Irish musician Sinead O’Connor is facing some backlash for her comments after announcing that she had converted to Islam and was changing her name to Shuhada’ Davitt, posting on Twitter that she was sorry:
“What I’m about to say is something so racist I never thought my soul could ever feel it. But truly I never wanna spend time with white people again (if that’s what non-muslims are called). Not for one moment, for any reason. They are disgusting.”
I'm terribly sorry. What I'm about to say is something so racist I never thought my soul could ever feel it. But truly I never wanna spend time with white people again (if that's what non-muslims are called). Not for one moment, for any reason. They are disgusting.
— Sinead O'Connor (AKA Shuhada Sadaqat) (@MagdaDavitt77) November 6, 2018
While some Twitter users were supportive or sympathetic with concern for her wellbeing, others were less than sympathetic. One person from Malaysia responded:
Miss Shuhada . Non muslim doesn't mean only white people. There is a lot non-muslim from other races, only they just not a muslim. Non-muslim also a human. Our religion also forbid racisme in islam. Islam teach respect other mankind and religion.
— lady syafinaz (@JamainSyafinaz) November 7, 2018
Before deleting her Twitter account, O’Connor then posted:
“Final word. If it’s ‘crazy’ to care. Then, by all means, spank my a** and call me fruity loops.”
The singer is known for her antics like announcing her support for the radical Irish Republican Army (only to retract the statement a year later), boycotting the Grammys and refusing her award in protest of commercialism, and tearing up a picture of Pope John Paul II during a performance on Saturday Night Live.
What’s problematic about her latest announcement is the way O’Connor decided to make it public and the fact that she seems to be forgetting she herself is still white. If O’Connor is trying to reject her “whiteness” she is forgetting that, no matter what, she is born with a privilege that she can’t just leave behind.
Converting to Islam and rejecting all other white people doesn’t change that.
She will never know the struggle and prejudice that people of color, especially Muslims, face.
If that is the route she is taking, much like Rachel Dolezal, the woman who pretended for years to be black, just because you feel comfortable in a culture doesn’t mean you can leave your past experiences behind. It ignores the fact that she lived a life where she has not had to struggle or be persecuted, as some Muslims have. Of course, she has fought her own inner battles with mental illness, abuse as a child, and the loss of her mother. But hating her own race doesn’t negate Sinead O’Connor’s whiteness.
While it’s true that upon their arrival, Irish people were discriminated in the same way that modern-day Trump supporters discuss immigrants – viewed as barbaric and forced to take the worst jobs – the Irish were able to assimilate into white culture by stepping on the backs of black people. Though they had to “earn their status” as white, they used their political power and enlisted in civil service jobs (like the police force) to get there.

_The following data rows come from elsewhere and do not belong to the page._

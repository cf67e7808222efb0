//! Configuration file loading for taskpilot
//!
//! This module handles file I/O and merging of configuration from multiple sources.
//! The priority order (highest to lowest):
//!
//! 1. `TASKPILOT_*` environment variables
//! 2. `--config <path>` specified file
//! 3. Project root: `./taskpilot.toml` or `./.taskpilot.toml`
//! 4. Global: `$XDG_CONFIG_HOME/taskpilot/config.toml`
//! 5. Default values

mod file_config;
mod loader;

pub use file_config::{
    ConfigValidationError, FileAgentConfig, FileCompletionConfig, FileComputerConfig, FileConfig,
    FileLoggingConfig, FileMemoryConfig, FileOrchestratorConfig, FilePerceptionConfig,
};
pub use loader::ConfigLoader;
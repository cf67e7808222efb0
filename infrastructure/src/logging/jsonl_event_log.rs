//! JSONL file writer for lifecycle events.
//!
//! Each [`LifecycleEvent`] is stamped into an [`EventRecord`] and serialized
//! as a single JSON line carrying `type` and an RFC3339 `timestamp`.

use parking_lot::Mutex;
use std::fs::{File, OpenOptions};
use std::io::{BufWriter, Write};
use std::path::{Path, PathBuf};
use taskpilot_application::LifecycleNotifier;
use taskpilot_domain::{EventRecord, LifecycleEvent};
use tracing::warn;

/// Appends one JSON object per lifecycle event. Flushes on `Drop`.
pub struct JsonlEventLog {
    writer: Mutex<BufWriter<File>>,
    path: PathBuf,
}

impl JsonlEventLog {
    /// Open (or create) the log for appending.
    ///
    /// Creates parent directories as needed. Returns `None` when the file
    /// cannot be opened; the run continues without an event log.
    pub fn new(path: impl AsRef<Path>) -> Option<Self> {
        let path = path.as_ref();

        if let Some(parent) = path.parent()
            && !parent.as_os_str().is_empty()
            && let Err(e) = std::fs::create_dir_all(parent)
        {
            warn!(
                "Could not create event log directory {}: {}",
                parent.display(),
                e
            );
            return None;
        }

        let file = match OpenOptions::new().create(true).append(true).open(path) {
            Ok(f) => f,
            Err(e) => {
                warn!("Could not open event log {}: {}", path.display(), e);
                return None;
            }
        };

        Some(Self {
            writer: Mutex::new(BufWriter::new(file)),
            path: path.to_path_buf(),
        })
    }

    pub fn path(&self) -> &Path {
        &self.path
    }
}

impl LifecycleNotifier for JsonlEventLog {
    fn notify(&self, event: &LifecycleEvent) {
        let record = EventRecord::now(event.clone());
        let Ok(line) = serde_json::to_string(&record) else {
            return;
        };

        let mut writer = self.writer.lock();
        let _ = writeln!(writer, "{}", line);
        // terminal events are the ones a tailing client waits for
        if event.is_terminal() {
            let _ = writer.flush();
        }
    }
}

impl Drop for JsonlEventLog {
    fn drop(&mut self) {
        let _ = self.writer.lock().flush();
    }
}

#[cfg(test)]
mod tests {
    use super::*;
    use taskpilot_domain::{PlanId, TaskId};

    fn read_lines(path: &Path) -> Vec<serde_json::Value> {
        std::fs::read_to_string(path)
            .unwrap()
            .lines()
            .map(|l| serde_json::from_str(l).unwrap())
            .collect()
    }

    #[test]
    fn test_writes_one_record_per_event() {
        let dir = tempfile::tempdir().unwrap();
        let path = dir.path().join("logs/events.jsonl");
        let log = JsonlEventLog::new(&path).unwrap();

        log.notify(&LifecycleEvent::TaskStarted {
            task_id: TaskId::new("t1"),
            description: "Build a greeter".into(),
        });
        log.notify(&LifecycleEvent::PlanCreated {
            task_id: TaskId::new("t1"),
            plan_id: PlanId::new("p1"),
            step_count: 2,
        });
        drop(log);

        let lines = read_lines(&path);
        assert_eq!(lines.len(), 2);
        assert_eq!(lines[0]["type"], "taskStarted");
        assert_eq!(lines[0]["taskId"], "t1");
        assert!(lines[0]["timestamp"].is_string());
        assert_eq!(lines[1]["type"], "planCreated");
        assert_eq!(lines[1]["stepCount"], 2);
    }

    #[test]
    fn test_terminal_event_is_flushed_immediately() {
        let dir = tempfile::tempdir().unwrap();
        let path = dir.path().join("events.jsonl");
        let log = JsonlEventLog::new(&path).unwrap();

        log.notify(&LifecycleEvent::TaskStopped {
            task_id: TaskId::new("t1"),
            iterations: 4,
        });
        // still open
        let lines = read_lines(log.path());
        assert_eq!(lines.len(), 1);
        assert_eq!(lines[0]["type"], "taskStopped");
    }

    #[test]
    fn test_appends_across_runs() {
        let dir = tempfile::tempdir().unwrap();
        let path = dir.path().join("events.jsonl");
        for _ in 0..2 {
            let log = JsonlEventLog::new(&path).unwrap();
            log.notify(&LifecycleEvent::TaskStopped {
                task_id: TaskId::new("t"),
                iterations: 0,
            });
        }
        assert_eq!(read_lines(&path).len(), 2);
    }
}
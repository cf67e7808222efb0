//! Completion backend configuration from TOML (`[completion]` section)

use super::ConfigValidationError;
use crate::completion::{BackendKind, CompletionSettings};
use serde::{Deserialize, Serialize};
use std::time::Duration;
use taskpilot_application::RetryPolicy;

/// Raw completion configuration from TOML
///
/// # Example
///
/// ```toml
/// [completion]
/// backend = "openai"              # "openai" or "ollama"
/// base_url = "https://api.openai.com/v1"
/// api_key_env = "OPENAI_API_KEY"  # the key itself never lives in the file
/// model = "gpt-4o-mini"
/// timeout_secs = 120
/// max_retries = 3
/// base_delay_ms = 1000
/// ```
#[derive(Debug, Clone, PartialEq, Serialize, Deserialize)]
#[serde(default)]
pub struct FileCompletionConfig {
    pub backend: String,
    pub base_url: Option<String>,
    /// Environment variable holding the API key
    pub api_key_env: String,
    /// Defaults per backend when unset
    pub model: Option<String>,
    pub max_tokens: Option<u32>,
    pub temperature: Option<f32>,
    /// Wall-clock budget for one request
    pub timeout_secs: u64,
    pub max_retries: u32,
    pub base_delay_ms: u64,
    pub max_delay_ms: u64,
}

impl Default for FileCompletionConfig {
    fn default() -> Self {
        Self {
            backend: "openai".to_string(),
            base_url: None,
            api_key_env: "OPENAI_API_KEY".to_string(),
            model: None,
            max_tokens: None,
            temperature: None,
            timeout_secs: 120,
            max_retries: 3,
            base_delay_ms: 1000,
            max_delay_ms: 30_000,
        }
    }
}

impl FileCompletionConfig {
    pub fn parse_backend(&self) -> Result<BackendKind, ConfigValidationError> {
        self.backend
            .parse()
            .map_err(|_| ConfigValidationError::InvalidValue {
                field: "completion.backend",
                value: self.backend.clone(),
                expected: "openai, ollama",
            })
    }

    pub fn model_name(&self, kind: BackendKind) -> String {
        match (&self.model, kind) {
            (Some(model), _) => model.clone(),
            (None, BackendKind::OpenAi) => "gpt-4o-mini".to_string(),
            (None, BackendKind::Ollama) => "llama3.1".to_string(),
        }
    }

    pub(super) fn validate(&self) -> Result<(), ConfigValidationError> {
        self.parse_backend()?;
        if self.timeout_secs == 0 {
            return Err(ConfigValidationError::ZeroValue("completion.timeout_secs"));
        }
        if self.model.as_ref().is_some_and(|m| m.trim().is_empty()) {
            return Err(ConfigValidationError::EmptyModelName);
        }
        if self.base_delay_ms == 0 {
            return Err(ConfigValidationError::ZeroValue("completion.base_delay_ms"));
        }
        if self.to_retry_policy().reaches_cap() {
            return Err(ConfigValidationError::BackoffCapped {
                max_retries: self.max_retries,
                base_delay_ms: self.base_delay_ms,
                max_delay_ms: self.max_delay_ms,
            });
        }
        Ok(())
    }

    /// Resolve settings, reading the API key from `api_key_env`.
    pub fn to_settings(&self) -> Result<CompletionSettings, ConfigValidationError> {
        self.to_settings_with(|name| std::env::var(name).ok())
    }

    pub(super) fn to_settings_with(
        &self,
        lookup: impl Fn(&str) -> Option<String>,
    ) -> Result<CompletionSettings, ConfigValidationError> {
        let kind = self.parse_backend()?;
        let mut settings = CompletionSettings::new(kind, self.model_name(kind));
        settings.base_url = self.base_url.clone();
        settings.api_key = lookup(&self.api_key_env);
        settings.api_key_env = self.api_key_env.clone();
        settings.max_tokens = self.max_tokens;
        settings.temperature = self.temperature;
        Ok(settings)
    }

    pub fn to_retry_policy(&self) -> RetryPolicy {
        RetryPolicy::new(self.max_retries, Duration::from_millis(self.base_delay_ms))
            .with_max_delay(Duration::from_millis(self.max_delay_ms))
            .with_request_timeout(Duration::from_secs(self.timeout_secs))
    }
}
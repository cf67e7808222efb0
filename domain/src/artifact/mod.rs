//! Generated outputs (code, documents, research reports).

use crate::core::ids::{ArtifactId, StepId, TaskId};
use chrono::{DateTime, Utc};
use serde::{Deserialize, Serialize};

/// Kind of artifact
#[derive(Debug, Clone, Copy, PartialEq, Eq, Hash, Serialize, Deserialize)]
#[serde(rename_all = "snake_case")]
pub enum ArtifactKind {
    /// A source file; indexed by path in the codebase view
    Code,
    /// Free-form text (architecture notes, deployment instructions)
    Document,
    /// A synthesized research report
    Research,
    /// The final task report
    Report,
}

impl ArtifactKind {
    pub fn as_str(&self) -> &str {
        match self {
            ArtifactKind::Code => "code",
            ArtifactKind::Document => "document",
            ArtifactKind::Research => "research",
            ArtifactKind::Report => "report",
        }
    }
}

/// A durable output produced while executing a task
#[derive(Debug, Clone, PartialEq, Serialize, Deserialize)]
pub struct Artifact {
    pub id: ArtifactId,
    pub kind: ArtifactKind,
    pub task_id: TaskId,
    pub step_id: Option<StepId>,
    pub path: Option<String>,
    pub content: Option<String>,
    pub description: Option<String>,
    pub timestamp: DateTime<Utc>,
}

impl Artifact {
    pub fn new(kind: ArtifactKind, task_id: TaskId) -> Self {
        Self {
            id: ArtifactId::generate(),
            kind,
            task_id,
            step_id: None,
            path: None,
            content: None,
            description: None,
            timestamp: Utc::now(),
        }
    }

    /// A code file at `path`
    pub fn code(task_id: TaskId, path: impl Into<String>, content: impl Into<String>) -> Self {
        Self::new(ArtifactKind::Code, task_id)
            .with_path(path)
            .with_content(content)
    }

    pub fn document(task_id: TaskId, content: impl Into<String>) -> Self {
        Self::new(ArtifactKind::Document, task_id).with_content(content)
    }

    pub fn with_step(mut self, step_id: StepId) -> Self {
        self.step_id = Some(step_id);
        self
    }

    pub fn with_path(mut self, path: impl Into<String>) -> Self {
        self.path = Some(path.into());
        self
    }

    pub fn with_content(mut self, content: impl Into<String>) -> Self {
        self.content = Some(content.into());
        self
    }

    pub fn with_description(mut self, description: impl Into<String>) -> Self {
        self.description = Some(description.into());
        self
    }

    pub fn is_code(&self) -> bool {
        self.kind == ArtifactKind::Code
    }
}

#[cfg(test)]
mod tests {
    use super::*;

    #[test]
    fn test_code_artifact() {
        let artifact = Artifact::code(TaskId::new("t1"), "src/main.rs", "fn main() {}")
            .with_step(StepId::new("step-1"));
        assert!(artifact.is_code());
        assert_eq!(artifact.path.as_deref(), Some("src/main.rs"));
        assert_eq!(artifact.step_id, Some(StepId::new("step-1")));
        assert!(artifact.id.as_str().starts_with("artifact-"));
    }
}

What that meant politically is that many Irish immigrants joined the fight against abolition and civil rights.
O’Connor could have used her conversion as a chance to inform and bring about a positive discussion.

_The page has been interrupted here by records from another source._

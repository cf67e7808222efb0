//! CLI entrypoint for taskpilot
//!
//! This is the main binary that wires together all layers using
//! dependency injection.

mod args;
mod console;

use anyhow::{Context, Result, bail};
use args::{Cli, Command, OutputFormat, RunArgs};
use clap::Parser;
use console::ConsoleNotifier;
use std::fs::OpenOptions;
use std::path::Path;
use std::process::ExitCode;
use std::sync::Arc;
use taskpilot_application::{
    CompletionService, CompositeNotifier, ExecutionContext, Executor, LifecycleNotifier,
    MemoryStore, RunTaskUseCase, TaskOrchestrator,
};
use taskpilot_domain::TaskStatus;
use taskpilot_infrastructure::{
    ConfigLoader, FileConfig, HttpBrowser, JsonFilePersistence, JsonlEventLog, LocalComputer,
    LocalFileSystem, TermFrequencyIndex, build_backend,
};
use tracing::{info, warn};
use tracing_appender::non_blocking::WorkerGuard;
use tracing_subscriber::{EnvFilter, fmt, prelude::*};

#[tokio::main]
async fn main() -> Result<ExitCode> {
    let cli = Cli::parse();

    let config = if cli.no_config {
        ConfigLoader::load_defaults()
    } else {
        ConfigLoader::load(cli.config.as_ref()).context("Failed to load configuration")?
    };
    if let Err(e) = config.validate() {
        bail!("Invalid configuration: {}", e);
    }

    match cli.command {
        Command::Config => {
            ConfigLoader::print_config_sources();
            println!();
            println!("{}", toml::to_string_pretty(&config)?);
            Ok(ExitCode::SUCCESS)
        }
        Command::Run(args) => {
            let log_file = args.log_file.as_deref().or(config.logging.file.as_deref());
            let _guard = init_tracing(cli.verbose, log_file);
            run(args, config).await
        }
    }
}

/// RUST_LOG wins; otherwise `-v` picks the level. The returned guard must
/// outlive the run so buffered file output is flushed.
fn init_tracing(verbose: u8, log_file: Option<&Path>) -> Option<WorkerGuard> {
    let filter = EnvFilter::try_from_default_env().unwrap_or_else(|_| match verbose {
        0 => EnvFilter::new("warn"),
        1 => EnvFilter::new("info"),
        2 => EnvFilter::new("debug"),
        _ => EnvFilter::new("trace"), // -vvv or more
    });

    let file = log_file.and_then(|path| {
        if let Some(parent) = path.parent() {
            let _ = std::fs::create_dir_all(parent);
        }
        match OpenOptions::new().create(true).append(true).open(path) {
            Ok(file) => Some(file),
            Err(e) => {
                eprintln!("Warning: cannot open log file {}: {}", path.display(), e);
                None
            }
        }
    });
    let (file_layer, guard) = match file {
        Some(file) => {
            let (writer, guard) = tracing_appender::non_blocking(file);
            (
                Some(fmt::layer().with_ansi(false).with_writer(writer)),
                Some(guard),
            )
        }
        None => (None, None),
    };

    tracing_subscriber::registry()
        .with(filter)
        .with(fmt::layer().with_target(false).with_writer(std::io::stderr))
        .with(file_layer)
        .init();

    guard
}

async fn run(args: RunArgs, config: FileConfig) -> Result<ExitCode> {
    info!("Starting taskpilot");

    let project_root = match &args.project_root {
        Some(dir) => dir.clone(),
        None => std::env::current_dir()?,
    };
    let project_root = project_root
        .canonicalize()
        .with_context(|| format!("Project root not found: {}", project_root.display()))?;

    // === Dependency Injection ===
    let settings = config.completion.to_settings()?;
    let backend = build_backend(&settings)?;
    let completion = Arc::new(CompletionService::new(
        backend,
        config.completion.to_retry_policy(),
    ));

    let mut memory = MemoryStore::new().with_vector_index(Arc::new(TermFrequencyIndex::new()));
    if config.memory.persist {
        match config.memory.resolve_directory() {
            Some(dir) => {
                let persistence = JsonFilePersistence::new(&dir)?;
                info!(directory = %dir.display(), "Persisting memory");
                memory = memory.with_persistence(Arc::new(persistence));
            }
            None => warn!("No data directory available; memory is not persisted"),
        }
    }

    let mut context = ExecutionContext::new(completion, Arc::new(memory))
        .with_file_system(Arc::new(LocalFileSystem::new(&project_root)))
        .with_config(config.agent.to_agent_config()?);
    match HttpBrowser::new() {
        Ok(browser) => context = context.with_browser(Arc::new(browser)),
        Err(e) => warn!(error = %e, "Browsing disabled"),
    }
    if config.computer.enabled {
        let computer =
            LocalComputer::new(&project_root).with_timeout(config.computer.command_timeout());
        context = context.with_computer(Arc::new(computer));
    }

    let executor = Arc::new(Executor::with_default_handlers(config.computer.to_guard()?));

    let mut notifiers: Vec<Arc<dyn LifecycleNotifier>> = Vec::new();
    if !args.quiet {
        notifiers.push(Arc::new(ConsoleNotifier));
    }
    if let Some(path) = args.event_log.as_ref().or(config.logging.event_log.as_ref()) {
        match JsonlEventLog::new(path) {
            Some(log) => notifiers.push(Arc::new(log)),
            None => warn!(path = %path.display(), "Event log disabled"),
        }
    }

    let use_case = RunTaskUseCase::new(context, executor)
        .with_perception(config.perception.to_perception_config())
        .with_notifier(Arc::new(CompositeNotifier::new(notifiers)));
    let orchestrator = Arc::new(TaskOrchestrator::new(
        use_case,
        config.orchestrator.to_orchestrator_config(),
    ));
    let sweeper = orchestrator.spawn_idle_sweeper();

    let task_id = orchestrator.submit(args.description.clone(), args.requirements.clone())?;

    // `wait` owns the run handle once polled, so keep the same future
    // across a Ctrl-C and let the loop wind down on its own.
    let wait = orchestrator.wait(&task_id);
    tokio::pin!(wait);
    let result = tokio::select! {
        result = &mut wait => result,
        _ = tokio::signal::ctrl_c() => {
            let history = orchestrator.stop(&task_id)?;
            eprintln!("Stopping after {} recorded action(s)...", history.len());
            wait.await
        }
    };

    orchestrator.shutdown().await;
    let _ = sweeper.await;
    orchestrator.memory().flush().await;

    let output = result?;
    match args.output {
        OutputFormat::Text => println!("{}", console::render_report(&output)),
        OutputFormat::Json => {
            let json = serde_json::to_string_pretty(&console::render_json(&output))?;
            println!("{}", json);
        }
    }

    Ok(if output.task.status == TaskStatus::Completed {
        ExitCode::SUCCESS
    } else {
        ExitCode::FAILURE
    })
}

She might have used her celebrity status to educate non-Muslims about her new-found religion or highlight important Muslim voices who have helped her in her journey towards Islam. Instead, she has alienated herself by trying to take a stance that is not only ignorant but really doesn’t speak to what Islam is about in the first place.

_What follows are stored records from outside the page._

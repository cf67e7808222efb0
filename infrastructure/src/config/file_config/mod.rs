//! Raw TOML configuration data types
//!
//! These structs represent the exact structure of the TOML config file.
//! They deserialize directly and convert into application-level config.

mod agent;
mod completion;
mod runtime;

pub use agent::FileAgentConfig;
pub use completion::FileCompletionConfig;
pub use runtime::{
    FileComputerConfig, FileLoggingConfig, FileMemoryConfig, FileOrchestratorConfig,
    FilePerceptionConfig,
};

use serde::{Deserialize, Serialize};
use thiserror::Error;

#[derive(Error, Debug, Clone, PartialEq, Eq)]
pub enum ConfigValidationError {
    #[error("{0} cannot be 0")]
    ZeroValue(&'static str),

    #[error("model name cannot be empty")]
    EmptyModelName,

    #[error("{field}: unknown value '{value}' (expected one of: {expected})")]
    InvalidValue {
        field: &'static str,
        value: String,
        expected: &'static str,
    },

    #[error(
        "completion.max_retries = {max_retries} with base_delay_ms = {base_delay_ms} \
         exceeds max_delay_ms = {max_delay_ms}; retry delays would stop increasing"
    )]
    BackoffCapped {
        max_retries: u32,
        base_delay_ms: u64,
        max_delay_ms: u64,
    },

    #[error("{field}: invalid pattern: {message}")]
    InvalidPattern {
        field: &'static str,
        message: String,
    },
}

/// Complete file configuration (raw TOML structure)
#[derive(Debug, Clone, Default, PartialEq, Serialize, Deserialize)]
#[serde(default)]
pub struct FileConfig {
    /// Completion backend and retry settings
    pub completion: FileCompletionConfig,
    /// Agent loop bounds
    pub agent: FileAgentConfig,
    pub perception: FilePerceptionConfig,
    pub memory: FileMemoryConfig,
    pub computer: FileComputerConfig,
    pub orchestrator: FileOrchestratorConfig,
    pub logging: FileLoggingConfig,
}

impl FileConfig {
    /// Reject settings the loop cannot run with; first problem wins.
    pub fn validate(&self) -> Result<(), ConfigValidationError> {
        self.completion.validate()?;
        self.agent.validate()?;
        if self.orchestrator.sweep_interval_secs == 0 {
            return Err(ConfigValidationError::ZeroValue("orchestrator.sweep_interval_secs"));
        }
        if self.computer.command_timeout_secs == 0 {
            return Err(ConfigValidationError::ZeroValue("computer.command_timeout_secs"));
        }
        self.computer.to_guard().map(|_| ())
    }
}

#[cfg(test)]
mod tests {
    use super::*;

    #[test]
    fn test_deserialize_full_config() {
        let toml_str = r#"
[completion]
backend = "ollama"
base_url = "http://gpu-box:11434"
model = "qwen2.5-coder"
timeout_secs = 300

[agent]
max_iterations = 20
forced_progress = "fail"

[perception]
capture_screenshot = true

[memory]
persist = true
directory = "/tmp/taskpilot"

[computer]
blocked_patterns = ["sudo"]

[logging]
event_log = "events.jsonl"
"#;

        let config: FileConfig = toml::from_str(toml_str).unwrap();
        assert_eq!(config.completion.backend, "ollama");
        assert_eq!(config.completion.model.as_deref(), Some("qwen2.5-coder"));
        assert_eq!(config.completion.timeout_secs, 300);
        assert_eq!(config.agent.max_iterations, 20);
        assert!(config.perception.capture_screenshot);
        assert!(config.memory.persist);
        assert_eq!(config.computer.blocked_patterns.as_ref().unwrap().len(), 1);
        assert!(config.logging.event_log.is_some());
        assert!(config.validate().is_ok());
    }

    #[test]
    fn test_deserialize_partial_config() {
        let config: FileConfig = toml::from_str("[agent]\nunblock_threshold = 2\n").unwrap();
        assert_eq!(config.agent.unblock_threshold, 2);
        // Defaults should apply
        assert_eq!(config.agent.max_iterations, 50);
        assert_eq!(config.completion.backend, "openai");
        assert!(config.computer.enabled);
        assert!(!config.memory.persist);
    }

    #[test]
    fn test_validate_rejects_zero_timeout() {
        let mut config = FileConfig::default();
        assert!(config.validate().is_ok());

        config.completion.timeout_secs = 0;
        assert_eq!(
            config.validate(),
            Err(ConfigValidationError::ZeroValue("completion.timeout_secs"))
        );
        assert_eq!(
            config.validate().unwrap_err().to_string(),
            "completion.timeout_secs cannot be 0"
        );
    }
}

Just days after deactivating her account, O’Connor was back on Twitter, posting a video of herself saying that she decided to come back to Twitter because she “loves annoying the white supremacists.” Because she is is whispering, the rest of the video is hard to make out.
— Sinead O'Connor (AKA Shuhada Sadaqat) (@MagdaDavitt77) November 10, 2018
What’s clear from her past and most recent actions is that Sinead O’Connor isn’t afraid to make a stand. What’s unclear is whether she is doing so to make waves or because she really believes that what she’s doing is important and valid. Judging from many of her past stances, it’s clear she enjoys making statements.
What would be most productive is if she used her political statements to unite people instead of trying to divide them.